More focused: “In the defined outpatient setting, follow-up within the required period after discharge is inconsistent among adults with the specified condition, contributing to missed medication and symptom-management needs.”

The focused version identifies a process, population, setting, and observable gap without assuming the intervention.

Problem-statement sequence

  1. Introduce the practice setting and population.
  2. State the current process or outcome.
  3. Present evidence demonstrating the gap.
  4. Identify the relevant desired practice or benchmark.
  5. Explain consequences and stakeholders.
  6. Define scope and transition to the project purpose.

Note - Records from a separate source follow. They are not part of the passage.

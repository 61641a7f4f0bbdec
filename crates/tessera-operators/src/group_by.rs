//! Sort-based grouping with map/reduce aggregation.

use tessera_core::{Result, SortKey};
use tessera_tds::{RowView, Table};

use crate::specs::{typed_column, AggregationSpec};

/// Group `table` by the named columns and compute one output row per group.
///
/// Groups are the contiguous equal-key ranges of a stable all-ascending sort,
/// so group order is ascending key order and, within a group, rows keep
/// their original relative order for the map phase. For each spec, each
/// group's rows are mapped in order and the mapped values reduced into the
/// spec's output column, positionally aligned with the groups.
pub fn group_by(table: &Table, keys: &[&str], specs: &[AggregationSpec]) -> Result<Table> {
    let sort_keys: Vec<SortKey> = keys.iter().map(|k| SortKey::asc(*k)).collect();
    let (sorted, ranges) = table.sort_by(&sort_keys)?;

    #[cfg(feature = "tracing")]
    tracing::trace!(rows = table.row_count(), groups = ranges.len(), "grouped table");

    let mut out = sorted.distinct_on(keys)?.select_columns(keys)?;
    for spec in specs {
        let mut results = Vec::with_capacity(ranges.len());
        for range in &ranges {
            let mut mapped = Vec::with_capacity(range.len());
            for r in range.clone() {
                mapped.push(spec.eval_map(&RowView::new(&sorted, r))?);
            }
            results.push(spec.eval_reduce(&mapped)?);
        }
        let data = typed_column(&spec.name, spec.column_type, results)?;
        out = out.with_column(spec.name.clone(), data)?;
    }
    Ok(out)
}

Check alignment before choosing a method

The problem should align with the project purpose, question or objective, evidence review, intervention, implementation plan, and evaluation measures. If the proposed measure cannot detect change in the stated problem, alignment is weak.

Common DNP problem-statement errors

  • Describing a national issue without proving a local or setting-specific gap.
  • Writing the intervention into the problem statement.
  • Combining several unrelated problems.
  • Using an outcome that the project cannot reasonably influence.
  • Ignoring stakeholders, workflow, or implementation context.
  • Using unsupported claims about organizational performance.

Final problem-of-practice checklist

  • The setting and population are defined.
  • The current and desired states are distinguishable.
  • Evidence demonstrates the gap and its consequences.
  • The statement does not assume the solution.
  • The scope is feasible for the project context.
  • The problem aligns with the purpose and potential measures.

Related resources

Visit the DNP assignment page, review DNP assessment insights, and use the draft project evaluation-measure planning.

Frequently asked questions

Does a DNP problem have to be clinical?

Follow the program and assessment requirements. Problems of practice may involve clinical care, quality, leadership, systems, policy, education, implementation, or other nursing-practice domains.

Can published research prove my local problem?

It can establish broader significance and expected practice, but local or scenario-specific evidence is usually needed to demonstrate the gap in the proposed setting.

When should I select the intervention?

After the problem and contributing context are sufficiently understood and the evidence supports a feasible response.